AI Regulation

India Doubles Digital Censorship Orders Amid Rising AI Regulation

India’s Ministry of Electronics and Information Technology (MeitY) issued approximately 12,600 online content blocking orders in 2024, more than doubling from around 6,000 annual orders recorded between 2018 and 2023, according to reports. The number rose further to an estimated 24,300 takedowns in 2025, reflecting a significant expansion of India’s digital censorship infrastructure amid heightened political sensitivities and new regulations targeting synthetic and AI-generated content.

Expansion of Censorship Infrastructure

Alongside MeitY’s direct blocking orders, state police authorities have issued an additional 2,312 takedown requests using the Sahyog censorship portal during its first full year of operation, from October 2024 to October 2025. Developed as a law enforcement coordination tool, Sahyog enables police to send automated legal notices to online platforms requesting content removal. The portal’s use spans a broad range of content, including parody, journalistic material, and criticism of government figures.

Each blocking order often targets multiple URLs and accounts across social media, though the government treats them as state secrets, frequently withholding details from those affected and limiting legal challenges. This has raised concerns about transparency and due process in India’s enforcement of internet censorship.

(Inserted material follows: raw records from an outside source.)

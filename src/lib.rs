//! `GuildTunes` - A Discord bot with a server economy and a music player
//!
//! The economy covers balances, a shop, gambling and timed role income. The
//! music player streams through Lavalink nodes with one session per guild, a
//! bounded queue, filters and automatic idle disconnects.

// Deny the most critical lints that could lead to bugs or security issues
#![deny(
    // Security and correctness
    unsafe_code,
    unsafe_op_in_unsafe_fn,

    // Code quality - things that are almost always bugs
    unreachable_code,
    unreachable_patterns,
    unused_must_use,

    // Documentation - broken links are bugs
    rustdoc::broken_intra_doc_links,
    rustdoc::private_intra_doc_links,
)]
// Warn on things that should be fixed but aren't necessarily bugs
#![warn(
    // Documentation - missing docs should be added gradually
    missing_docs,

    // Clippy categories for overall code quality
    clippy::all,
    clippy::pedantic,
    clippy::nursery,

    // Performance
    clippy::inefficient_to_string,
    clippy::large_types_passed_by_value,
    clippy::needless_pass_by_value,
    clippy::unnecessary_wraps,

    // Correctness
    clippy::clone_on_ref_ptr,
    clippy::dbg_macro,
    clippy::exit,
    clippy::expect_used,
    clippy::float_cmp,
    clippy::panic,
    clippy::todo,
    clippy::unimplemented,
    clippy::unwrap_used,

    // Complexity and readability
    clippy::cognitive_complexity,
    clippy::large_enum_variant,
    clippy::match_same_arms,
    clippy::too_many_lines,

    // Style consistency
    clippy::enum_glob_use,
    clippy::inconsistent_struct_constructor,
    clippy::missing_errors_doc,
    clippy::missing_panics_doc,
    clippy::must_use_candidate,
    clippy::redundant_closure_for_method_calls,
    clippy::semicolon_if_nothing_returned,
    clippy::wildcard_imports,

    // Future compatibility
    future_incompatible,
    rust_2018_idioms,
)]
// Allow some pedantic lints that are too noisy or not applicable
#![allow(
    clippy::module_name_repetitions,  // Common pattern in Rust
    clippy::missing_errors_doc,        // Will add gradually
    clippy::missing_panics_doc,        // Will add gradually
)]

// Note: `missing_docs` is set to `warn` instead of `deny` because:
// 1. Macro-generated code (e.g., `poise::command`) doesn't include docs
// 2. We want to gradually add documentation rather than block compilation

/// Discord bot interface - commands, handlers, and bot context
pub mod bot;
/// Configuration management for database and application settings
pub mod config;
/// Core business logic - framework-agnostic economy, shop, income and favorites operations
pub mod core;
/// SeaORM entity definitions for database tables
pub mod entities;
/// Unified error types and result handling
pub mod errors;
/// Guild music sessions, the Lavalink node pool and the Spotify bridge
pub mod music;
/// Chat-platform traits consumed by the core
pub mod platform;
/// Periodic role income payouts
pub mod scheduler;

#[cfg(test)]
pub mod test_utils;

Political and Regulatory Drivers

The growth in censorship correlates with Prime Minister Narendra Modi’s third term beginning in June 2024, marked by a weaker coalition government and increased public dissent including youth disaffection expressed on digital platforms. The government views viral content, memes, and online criticism as political threats, intensifying efforts to control digital discourse.

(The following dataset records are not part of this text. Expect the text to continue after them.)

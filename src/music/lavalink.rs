//! Lavalink v4 node pool implementing [`RelayClient`].
//!
//! Each configured node keeps one websocket open for its session id and for
//! player events, and is driven over REST for everything else. A guild sticks
//! to the node that first served it for as long as that node stays connected.

use super::{
    events::{EventSender, MusicEvent},
    filters::{FilterLabel, FilterSpec, Filters},
    relay::RelayClient,
    track::{LoadResult, SearchHint, Track, TrackEndReason},
    voice::VoiceServer,
};
use crate::{
    config::settings::{LavalinkConfig, NodeConfig},
    errors::{Error, Result},
};
use async_trait::async_trait;
use dashmap::DashMap;
use futures_util::StreamExt;
use serde::{Deserialize, Serialize};
use std::{collections::BTreeMap, sync::Arc, time::Duration};
use tokio::sync::RwLock;
use tokio_tungstenite::tungstenite::{
    Message,
    client::IntoClientRequest,
    http::{HeaderValue, header::AUTHORIZATION},
};
use tracing::{debug, error, info, instrument, warn};

const CLIENT_NAME: &str = concat!("guildtunes/", env!("CARGO_PKG_VERSION"));

fn rpc_error(e: impl std::fmt::Display) -> Error {
    Error::RelayRpcFailed {
        message: e.to_string(),
    }
}

/// One Lavalink server.
pub struct LavalinkNode {
    config: NodeConfig,
    session_id: RwLock<Option<String>>,
}

impl LavalinkNode {
    #[must_use]
    pub fn new(config: NodeConfig) -> Self {
        Self {
            config,
            session_id: RwLock::new(None),
        }
    }

    #[must_use]
    pub fn label(&self) -> &str {
        &self.config.label
    }

    fn base_url(&self) -> String {
        let scheme = if self.config.secure { "https" } else { "http" };
        format!("{scheme}://{}:{}", self.config.host, self.config.port)
    }

    fn websocket_url(&self) -> String {
        let scheme = if self.config.secure { "wss" } else { "ws" };
        format!(
            "{scheme}://{}:{}/v4/websocket",
            self.config.host, self.config.port
        )
    }

    /// Session id of the live websocket, `None` while disconnected.
    pub async fn session_id(&self) -> Option<String> {
        self.session_id.read().await.clone()
    }

    async fn set_session_id(&self, session_id: Option<String>) {
        *self.session_id.write().await = session_id;
    }

    /// Reads the websocket until it closes.
    async fn listen(&self, user_id: u64, events: &EventSender) -> Result<()> {
        let mut request = self
            .websocket_url()
            .into_client_request()
            .map_err(rpc_error)?;
        let headers = request.headers_mut();
        headers.insert(
            AUTHORIZATION,
            HeaderValue::from_str(&self.config.password).map_err(rpc_error)?,
        );
        headers.insert("User-Id", HeaderValue::from(user_id));
        headers.insert("Client-Name", HeaderValue::from_static(CLIENT_NAME));

        let (mut stream, _) = tokio_tungstenite::connect_async(request)
            .await
            .map_err(rpc_error)?;
        info!(node = %self.config.label, "Connected to Lavalink node");

        while let Some(message) = stream.next().await {
            match message.map_err(rpc_error)? {
                Message::Text(text) => self.handle_message(text.as_str(), events).await,
                Message::Close(frame) => {
                    debug!(node = %self.config.label, ?frame, "Lavalink closed the websocket");
                    break;
                }
                _ => {}
            }
        }
        Ok(())
    }

    async fn handle_message(&self, text: &str, events: &EventSender) {
        match parse_node_message(text) {
            Ok(NodeMessage::Ready { session_id }) => {
                info!(node = %self.config.label, %session_id, "Lavalink session ready");
                self.set_session_id(Some(session_id)).await;
            }
            Ok(NodeMessage::Event(event)) => {
                if events.send(event).is_err() {
                    warn!("Music event channel closed, dropping Lavalink event");
                }
            }
            Ok(NodeMessage::Other) => {}
            Err(e) => warn!(node = %self.config.label, "Unreadable Lavalink message: {e}"),
        }
    }
}

/// The subset of node messages the bot acts on.
#[derive(Debug, PartialEq, Eq)]
enum NodeMessage {
    Ready { session_id: String },
    Event(MusicEvent),
    Other,
}

#[derive(Deserialize)]
#[serde(rename_all = "camelCase")]
struct ReadyPayload {
    session_id: String,
}

#[derive(Deserialize)]
#[serde(rename_all = "camelCase")]
struct EventPayload {
    #[serde(rename = "type")]
    kind: String,
    guild_id: String,
    #[serde(default)]
    track: Option<Track>,
    #[serde(default)]
    reason: Option<TrackEndReason>,
    #[serde(default)]
    code: Option<u16>,
}

fn parse_node_message(text: &str) -> Result<NodeMessage> {
    let value: serde_json::Value = serde_json::from_str(text)?;
    match value.get("op").and_then(serde_json::Value::as_str) {
        Some("ready") => {
            let ready: ReadyPayload = serde_json::from_value(value)?;
            Ok(NodeMessage::Ready {
                session_id: ready.session_id,
            })
        }
        Some("event") => {
            let event: EventPayload = serde_json::from_value(value)?;
            let Ok(guild_id) = event.guild_id.parse::<u64>() else {
                return Ok(NodeMessage::Other);
            };
            match (event.kind.as_str(), event.track, event.reason) {
                ("TrackEndEvent", Some(track), Some(reason)) => {
                    Ok(NodeMessage::Event(MusicEvent::TrackEnd {
                        guild_id,
                        track,
                        reason,
                    }))
                }
                ("WebSocketClosedEvent", ..) => {
                    warn!(guild_id, code = ?event.code, "Voice websocket closed on the node");
                    Ok(NodeMessage::Other)
                }
                _ => Ok(NodeMessage::Other),
            }
        }
        _ => Ok(NodeMessage::Other),
    }
}

#[derive(Deserialize)]
#[serde(rename_all = "camelCase")]
struct LoadResponse {
    load_type: String,
    #[serde(default)]
    data: serde_json::Value,
}

#[derive(Deserialize)]
struct PlaylistData {
    info: PlaylistInfo,
    tracks: Vec<Track>,
}

#[derive(Deserialize)]
struct PlaylistInfo {
    name: String,
}

#[derive(Deserialize)]
struct LoadError {
    #[serde(default)]
    message: Option<String>,
}

fn parse_load_response(response: LoadResponse) -> Result<LoadResult> {
    match response.load_type.as_str() {
        "track" => Ok(LoadResult::Tracks(vec![serde_json::from_value(
            response.data,
        )?])),
        "search" => {
            let tracks: Vec<Track> = serde_json::from_value(response.data)?;
            if tracks.is_empty() {
                Ok(LoadResult::Empty)
            } else {
                Ok(LoadResult::Tracks(tracks))
            }
        }
        "playlist" => {
            let playlist: PlaylistData = serde_json::from_value(response.data)?;
            Ok(LoadResult::Playlist {
                name: playlist.info.name,
                tracks: playlist.tracks,
            })
        }
        "error" => {
            let failure: LoadError = serde_json::from_value(response.data)?;
            Err(Error::ResolveFailed {
                message: failure
                    .message
                    .unwrap_or_else(|| "unknown error".to_string()),
            })
        }
        _ => Ok(LoadResult::Empty),
    }
}

/// Body of `PATCH /v4/sessions/{sessionId}/players/{guildId}`.
#[derive(Debug, Default, Serialize)]
#[serde(rename_all = "camelCase")]
struct PlayerPatch {
    #[serde(skip_serializing_if = "Option::is_none")]
    track: Option<TrackPatch>,
    #[serde(skip_serializing_if = "Option::is_none")]
    paused: Option<bool>,
    #[serde(skip_serializing_if = "Option::is_none")]
    volume: Option<u16>,
    #[serde(skip_serializing_if = "Option::is_none")]
    filters: Option<Filters>,
    #[serde(skip_serializing_if = "Option::is_none")]
    voice: Option<VoicePayload>,
}

/// `encoded: null` stops the player.
#[derive(Debug, Serialize)]
struct TrackPatch {
    encoded: Option<String>,
}

#[derive(Debug, Clone, Serialize)]
#[serde(rename_all = "camelCase")]
struct VoicePayload {
    token: String,
    endpoint: String,
    session_id: String,
}

impl From<&VoiceServer> for VoicePayload {
    fn from(server: &VoiceServer) -> Self {
        Self {
            token: server.token.clone(),
            endpoint: server.endpoint.clone(),
            session_id: server.session_id.clone(),
        }
    }
}

/// Player state kept client-side so it can be replayed on another node.
#[derive(Default)]
struct PlayerState {
    voice: Option<VoicePayload>,
    filters: BTreeMap<FilterLabel, FilterSpec>,
}

/// Connection status of one node, for diagnostics.
#[derive(Debug, Clone, PartialEq, Eq)]
pub struct NodeStatus {
    pub label: String,
    pub connected: bool,
}

pub struct LavalinkPool {
    http: reqwest::Client,
    nodes: Vec<Arc<LavalinkNode>>,
    assignments: DashMap<u64, usize>,
    players: DashMap<u64, PlayerState>,
    user_id: u64,
    connection_attempts: u32,
    connection_interval: Duration,
}

impl LavalinkPool {
    #[must_use]
    pub fn new(config: &LavalinkConfig, user_id: u64) -> Self {
        Self {
            http: reqwest::Client::new(),
            nodes: config
                .nodes
                .iter()
                .cloned()
                .map(|node| Arc::new(LavalinkNode::new(node)))
                .collect(),
            assignments: DashMap::new(),
            players: DashMap::new(),
            user_id,
            connection_attempts: config.connection_attempts,
            connection_interval: Duration::from_secs(config.connection_interval_secs),
        }
    }

    /// Opens the websocket of every node in the background.
    pub fn start(&self, events: &EventSender) {
        for node in &self.nodes {
            let node = Arc::clone(node);
            let events = events.clone();
            let (user_id, attempts, interval) = (
                self.user_id,
                self.connection_attempts,
                self.connection_interval,
            );
            tokio::spawn(async move {
                maintain_connection(node, user_id, attempts, interval, events).await;
            });
        }
    }

    pub async fn node_statuses(&self) -> Vec<NodeStatus> {
        let mut statuses = Vec::with_capacity(self.nodes.len());
        for node in &self.nodes {
            statuses.push(NodeStatus {
                label: node.label().to_string(),
                connected: node.session_id().await.is_some(),
            });
        }
        statuses
    }

    async fn any_node(&self) -> Result<Arc<LavalinkNode>> {
        for node in &self.nodes {
            if node.session_id().await.is_some() {
                return Ok(Arc::clone(node));
            }
        }
        Err(Error::NoAvailableNode)
    }

    /// Node serving a guild and its session id. `moved` is set when the guild
    /// had to leave a node that went away.
    async fn node_for(&self, guild_id: u64) -> Result<(Arc<LavalinkNode>, String, bool)> {
        let assigned = self.assignments.get(&guild_id).map(|entry| *entry);
        if let Some(node) = assigned.and_then(|index| self.nodes.get(index)) {
            if let Some(session_id) = node.session_id().await {
                return Ok((Arc::clone(node), session_id, false));
            }
        }

        for (index, node) in self.nodes.iter().enumerate() {
            if let Some(session_id) = node.session_id().await {
                self.assignments.insert(guild_id, index);
                if assigned.is_some() {
                    info!(guild_id, node = %node.label(), "Moved player to another node");
                }
                return Ok((Arc::clone(node), session_id, assigned.is_some()));
            }
        }
        Err(Error::NoAvailableNode)
    }

    async fn update_player(&self, guild_id: u64, mut patch: PlayerPatch) -> Result<()> {
        let (node, session_id, moved) = self.node_for(guild_id).await?;
        if moved && patch.voice.is_none() {
            patch.voice = self
                .players
                .get(&guild_id)
                .and_then(|player| player.voice.clone());
        }

        let url = format!(
            "{}/v4/sessions/{session_id}/players/{guild_id}",
            node.base_url()
        );
        let response = self
            .http
            .patch(url)
            .header(AUTHORIZATION.as_str(), &node.config.password)
            .json(&patch)
            .send()
            .await
            .map_err(rpc_error)?;
        ensure_success(response).await
    }

    async fn apply_filters(&self, guild_id: u64) -> Result<()> {
        let filters = self
            .players
            .get(&guild_id)
            .map(|player| Filters::combine(&player.filters))
            .unwrap_or_default();
        self.update_player(
            guild_id,
            PlayerPatch {
                filters: Some(filters),
                ..PlayerPatch::default()
            },
        )
        .await
    }
}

India’s censorship framework rests on three primary justifications: moral policing of digital content, national security concerns, and combating cybercrime. The government’s regulatory approach has tightened especially around streaming services, social media commentary, and content deemed inconsistent with “Indian values.” For example, controversies over jokes and remarks by popular content creators have triggered court cases, ministerial advisories, and renewed legislative efforts to regulate online content.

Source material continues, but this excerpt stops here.